Splinters cut into my cheek and I closed my eyes to prevent further damage. But the move was actually much appreciated because I was finally starting to get a handle on the situation that I’d accidentally fallen into.
I hadn’t been able to decipher the emotions underlying the policemen’s brutality at first. But now my captor’s scent rose to the forefront, rich with both lust and protectiveness...neither of which was aimed in my direction. That, plus the younger cop’s use of my mother’s first name, suggested he had more than a professional interest in keeping Celia safe.
My wolf growled beneath my skin and I had to work hard to stifle the sound before it emerged from my own lips. Sure, the young cop—Lambert read his name tag—seemed to be looking out for Celia’s best interests. But someone who would jump to conclusions and rough up an innocent bystander simply because she was new in town wasn’t a good enough mate for my mother.
Match, I meant. Not mate. Grumpiness at my own mental slip had me barking back before my more rational side could remind me to keep sass to a minimum. “What are you? Her boyfriend?” I demanded.
Rather than answering in words, Officer Lambert shot a single look at his partner before frogmarching me down the steps so rapidly I nearly lost my footing.
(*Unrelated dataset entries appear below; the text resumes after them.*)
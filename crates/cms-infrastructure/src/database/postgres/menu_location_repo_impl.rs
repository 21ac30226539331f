// ============================================================================
// CMS Infrastructure - PostgreSQL Menu Location Repository
// File: crates/cms-infrastructure/src/database/postgres/menu_location_repo_impl.rs
// ============================================================================

use async_trait::async_trait;
use chrono::{DateTime, Utc};
use sqlx::{FromRow, PgPool};
use tracing::warn;
use uuid::Uuid;

use cms_core::domain::MenuLocation;
use cms_core::error::DomainError;
use cms_core::repositories::MenuLocationRepository;

use super::db_error;

pub struct PgMenuLocationRepository {
    pool: PgPool,
}

impl PgMenuLocationRepository {
    pub fn new(pool: PgPool) -> Self {
        Self { pool }
    }
}

#[derive(Debug, FromRow)]
struct MenuLocationRow {
    pub id: Uuid,
    pub name: String,
    pub slug: String,
    pub description: Option<String>,
    pub is_active: bool,
    pub created_at: DateTime<Utc>,
    pub updated_at: DateTime<Utc>,
}

impl From<MenuLocationRow> for MenuLocation {
    fn from(row: MenuLocationRow) -> Self {
        MenuLocation {
            id: row.id,
            name: row.name,
            slug: row.slug,
            description: row.description,
            is_active: row.is_active,
            created_at: row.created_at,
            updated_at: row.updated_at,
        }
    }
}

/// The unique index on `slug` is the last line of defence against two
/// concurrent writers claiming the same slug.
fn write_error(context: &str, slug: &str, e: sqlx::Error) -> DomainError {
    if let sqlx::Error::Database(db) = &e {
        if db.is_unique_violation() {
            warn!("Menu location slug already exists: {}", slug);
            return DomainError::SlugAlreadyExists(slug.to_string());
        }
    }
    db_error(context, e)
}

#[async_trait]
impl MenuLocationRepository for PgMenuLocationRepository {
    async fn find_all(&self) -> Result<Vec<MenuLocation>, DomainError> {
        let rows: Vec<MenuLocationRow> = sqlx::query_as(
            r#"
            SELECT id, name, slug, description, is_active, created_at, updated_at
            FROM menu_locations
            ORDER BY name ASC
            "#
        )
        .fetch_all(&self.pool)
        .await
        .map_err(|e| db_error("listing menu locations", e))?;

        Ok(rows.into_iter().map(|r| r.into()).collect())
    }

    async fn find_by_id(&self, id: &Uuid) -> Result<Option<MenuLocation>, DomainError> {
        let row: Option<MenuLocationRow> = sqlx::query_as(
            r#"
            SELECT id, name, slug, description, is_active, created_at, updated_at
            FROM menu_locations
            WHERE id = $1
            "#
        )
        .bind(id)
        .fetch_optional(&self.pool)
        .await
        .map_err(|e| db_error("finding menu location by id", e))?;

        Ok(row.map(|r| r.into()))
    }

    async fn find_by_slug(&self, slug: &str) -> Result<Option<MenuLocation>, DomainError> {
        let row: Option<MenuLocationRow> = sqlx::query_as(
            r#"
            SELECT id, name, slug, description, is_active, created_at, updated_at
            FROM menu_locations
            WHERE slug = $1
            "#
        )
        .bind(slug)
        .fetch_optional(&self.pool)
        .await
        .map_err(|e| db_error("finding menu location by slug", e))?;

        Ok(row.map(|r| r.into()))
    }

    async fn create(&self, location: &MenuLocation) -> Result<MenuLocation, DomainError> {
        let row: MenuLocationRow = sqlx::query_as(
            r#"
            INSERT INTO menu_locations (id, name, slug, description, is_active, created_at, updated_at)
            VALUES ($1, $2, $3, $4, $5, $6, $7)
            RETURNING id, name, slug, description, is_active, created_at, updated_at
            "#
        )
        .bind(location.id)
        .bind(&location.name)
        .bind(&location.slug)
        .bind(&location.description)
        .bind(location.is_active)
        .bind(location.created_at)
        .bind(location.updated_at)
        .fetch_one(&self.pool)
        .await
        .map_err(|e| write_error("creating menu location", &location.slug, e))?;

        Ok(row.into())
    }

    async fn update(&self, location: &MenuLocation) -> Result<MenuLocation, DomainError> {
        let row: Option<MenuLocationRow> = sqlx::query_as(
            r#"
            UPDATE menu_locations
            SET name = $2, slug = $3, description = $4, is_active = $5, updated_at = $6
            WHERE id = $1
            RETURNING id, name, slug, description, is_active, created_at, updated_at
            "#
        )
        .bind(location.id)
        .bind(&location.name)
        .bind(&location.slug)
        .bind(&location.description)
        .bind(location.is_active)
        .bind(location.updated_at)
        .fetch_optional(&self.pool)
        .await
        .map_err(|e| write_error("updating menu location", &location.slug, e))?;

        row.map(|r| r.into())
            .ok_or_else(|| DomainError::MenuLocationNotFound(location.id.to_string()))
    }

    async fn delete(&self, id: &Uuid) -> Result<bool, DomainError> {
        // menu_items rows go with it (ON DELETE CASCADE)
        let result = sqlx::query("DELETE FROM menu_locations WHERE id = $1")
            .bind(id)
            .execute(&self.pool)
            .await
            .map_err(|e| db_error("deleting menu location", e))?;

        Ok(result.rows_affected() > 0)
    }
}

#[cfg(test)]
mod tests {
    use super::*;

    #[test]
    fn test_row_conversion() {
        let now = Utc::now();
        let location: MenuLocation = MenuLocationRow {
            id: Uuid::new_v4(),
            name: "Header".to_string(),
            slug: "header".to_string(),
            description: None,
            is_active: true,
            created_at: now,
            updated_at: now,
        }
        .into();

        assert_eq!(location.slug, "header");
        assert!(location.is_active);
    }

    #[test]
    fn test_non_database_error_is_not_a_slug_clash() {
        let err = write_error("creating menu location", "header", sqlx::Error::RowNotFound);
        assert!(matches!(err, DomainError::DatabaseError(_)));
    }
}
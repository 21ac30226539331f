//! Arena view of one menu location's items.
//!
//! Every depth question is answered from a single bulk load of the location,
//! so no query is issued per tree level. Cycles in stored data are reported
//! as [`TreeError::Cycle`] instead of being cut off by a hop limit.

use std::collections::{HashMap, HashSet};

use serde::Serialize;
use tracing::debug;
use uuid::Uuid;

use cms_shared::constants::MAX_MENU_DEPTH;

use super::TreeError;
use crate::domain::MenuItem;

#[derive(Debug)]
struct ForestNode {
    id: Uuid,
    parent: Option<usize>,
    children: Vec<usize>,
}

/// Outcome of a re-parent check
#[derive(Debug, Clone, PartialEq, Eq, Serialize)]
#[serde(rename_all = "camelCase")]
pub struct MoveCheck {
    pub can_move: bool,
    #[serde(skip_serializing_if = "Option::is_none")]
    pub reason: Option<String>,
    #[serde(skip_serializing_if = "Option::is_none")]
    pub total_depth: Option<u32>,
}

impl MoveCheck {
    fn allowed(total_depth: u32) -> Self {
        Self {
            can_move: true,
            reason: None,
            total_depth: Some(total_depth),
        }
    }

    fn rejected(reason: String, total_depth: Option<u32>) -> Self {
        Self {
            can_move: false,
            reason: Some(reason),
            total_depth,
        }
    }
}

#[derive(Debug, Default)]
pub struct MenuForest {
    nodes: Vec<ForestNode>,
    index: HashMap<Uuid, usize>,
}

impl MenuForest {
    /// Builds the arena from `(id, parent_id)` links. A parent id missing from
    /// the set makes the node a root. Duplicate ids keep the first link.
    pub fn from_links<I>(links: I) -> Self
    where
        I: IntoIterator<Item = (Uuid, Option<Uuid>)>,
    {
        let mut forest = Self::default();
        let mut parents = Vec::new();

        for (id, parent_id) in links {
            if forest.index.contains_key(&id) {
                continue;
            }
            forest.index.insert(id, forest.nodes.len());
            forest.nodes.push(ForestNode {
                id,
                parent: None,
                children: Vec::new(),
            });
            parents.push(parent_id);
        }

        for (idx, parent_id) in parents.into_iter().enumerate() {
            let parent = parent_id.and_then(|pid| forest.index.get(&pid).copied());
            if let Some(parent_idx) = parent {
                forest.nodes[idx].parent = Some(parent_idx);
                forest.nodes[parent_idx].children.push(idx);
            }
        }

        forest
    }

    pub fn from_items(items: &[MenuItem]) -> Self {
        Self::from_links(items.iter().map(|item| (item.id, item.parent_id)))
    }

    pub fn len(&self) -> usize {
        self.nodes.len()
    }

    pub fn is_empty(&self) -> bool {
        self.nodes.is_empty()
    }

    pub fn contains(&self, id: &Uuid) -> bool {
        self.index.contains_key(id)
    }

    fn lookup(&self, id: &Uuid) -> Result<usize, TreeError> {
        self.index.get(id).copied().ok_or(TreeError::NodeNotFound(*id))
    }

    /// Number of nodes from `idx` up to its root, both included.
    fn chain_len(&self, idx: usize) -> Result<u32, TreeError> {
        let mut visited = HashSet::new();
        let mut level = 0;
        let mut current = Some(idx);

        while let Some(i) = current {
            if !visited.insert(i) {
                return Err(TreeError::Cycle(self.nodes[i].id));
            }
            level += 1;
            current = self.nodes[i].parent;
        }

        Ok(level)
    }

    /// Level of an existing node, root = 1.
    pub fn depth_of(&self, id: &Uuid) -> Result<u32, TreeError> {
        self.chain_len(self.lookup(id)?)
    }

    /// Level a new child of `parent` would occupy; `None` places it at the root.
    pub fn depth_for_parent(&self, parent: Option<&Uuid>) -> Result<u32, TreeError> {
        match parent {
            None => Ok(1),
            Some(parent_id) => {
                let idx = self
                    .index
                    .get(parent_id)
                    .copied()
                    .ok_or(TreeError::ParentNotFound(*parent_id))?;
                Ok(self.chain_len(idx)? + 1)
            }
        }
    }

    /// Deepest level below `id`, counting `id` itself as 1. Breadth-first.
    pub fn subtree_depth(&self, id: &Uuid) -> Result<u32, TreeError> {
        let root = self.lookup(id)?;
        let mut visited = HashSet::from([root]);
        let mut frontier = vec![root];
        let mut depth = 0;

        while !frontier.is_empty() {
            depth += 1;
            let mut next = Vec::new();
            for idx in frontier {
                for &child in &self.nodes[idx].children {
                    if !visited.insert(child) {
                        return Err(TreeError::Cycle(self.nodes[child].id));
                    }
                    next.push(child);
                }
            }
            frontier = next;
        }

        Ok(depth)
    }

    /// True when `ancestor` sits on the parent chain of `id` (or is `id`).
    pub fn is_in_subtree_of(&self, ancestor: &Uuid, id: &Uuid) -> Result<bool, TreeError> {
        let target = self.lookup(ancestor)?;
        let mut visited = HashSet::new();
        let mut current = Some(self.lookup(id)?);

        while let Some(i) = current {
            if i == target {
                return Ok(true);
            }
            if !visited.insert(i) {
                return Err(TreeError::Cycle(self.nodes[i].id));
            }
            current = self.nodes[i].parent;
        }

        Ok(false)
    }

    /// Decides whether `id` together with its subtree may hang under `new_parent`.
    pub fn check_move(&self, id: &Uuid, new_parent: Option<&Uuid>) -> Result<MoveCheck, TreeError> {
        self.lookup(id)?;

        if let Some(parent_id) = new_parent {
            if !self.contains(parent_id) {
                return Err(TreeError::ParentNotFound(*parent_id));
            }
            if self.is_in_subtree_of(id, parent_id)? {
                return Ok(MoveCheck::rejected(
                    "Cannot move a menu item under itself or one of its descendants".to_string(),
                    None,
                ));
            }
        }

        let new_depth = self.depth_for_parent(new_parent)?;
        let subtree_depth = self.subtree_depth(id)?;
        let total_depth = new_depth + subtree_depth - 1;

        debug!(
            item_id = %id,
            new_depth,
            subtree_depth,
            total_depth,
            "Computed prospective menu depth"
        );

        if total_depth > MAX_MENU_DEPTH {
            return Ok(MoveCheck::rejected(
                format!(
                    "Maximum menu depth exceeded: the moved item would reach level {} (max {} levels)",
                    total_depth, MAX_MENU_DEPTH
                ),
                Some(total_depth),
            ));
        }

        Ok(MoveCheck::allowed(total_depth))
    }

    /// Checks the depth bound for every node.
    pub fn validate(&self) -> Result<(), TreeError> {
        for idx in 0..self.nodes.len() {
            let depth = self.chain_len(idx)?;
            if depth > MAX_MENU_DEPTH {
                return Err(TreeError::DepthExceeded {
                    id: self.nodes[idx].id,
                    depth,
                });
            }
        }
        Ok(())
    }
}
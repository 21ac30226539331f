//! PostgreSQL repository implementations

pub mod menu_item_repo_impl;
pub mod menu_location_repo_impl;

pub use menu_item_repo_impl::PgMenuItemRepository;
pub use menu_location_repo_impl::PgMenuLocationRepository;

use cms_core::error::DomainError;
use tracing::error;

/// Logs the failure and maps constraint violations to domain errors.
pub(crate) fn db_error(context: &str, e: sqlx::Error) -> DomainError {
    error!("Database error {}: {}", context, e);
    if let sqlx::Error::Database(db) = &e {
        if db.is_foreign_key_violation() || db.is_check_violation() {
            return DomainError::ReferenceViolation(db.message().to_string());
        }
    }
    DomainError::DatabaseError(e.to_string())
}
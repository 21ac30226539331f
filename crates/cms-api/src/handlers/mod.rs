//! HTTP handlers

pub mod health;
pub mod menu_items;
pub mod menu_locations;
pub mod menus;
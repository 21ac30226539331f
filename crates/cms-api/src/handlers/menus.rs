//! Public, unauthenticated menu rendering

use axum::extract::{Path, State};
use axum::Json;

use cms_core::services::PublicMenu;

use crate::error::ApiError;
use crate::state::AppState;

/// GET /api/menus/{slug}
pub async fn get_public_menu(
    State(state): State<AppState>,
    Path(slug): Path<String>,
) -> Result<Json<PublicMenu>, ApiError> {
    Ok(Json(state.menu_locations.public_menu(&slug).await?))
}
Pushing my head down with one large hand, he threw more than assisted me into the back seat of the police car.
“Perhaps you’ll change your tune once you have a little more time to think about it,” the cop said grimly. Then, without checking to make sure my limbs were all safely clear, he slammed the door shut with far more force than was really necessary and walked away without a backwards glance.
Yep, I was officially persona non grata in the small town of Arborville.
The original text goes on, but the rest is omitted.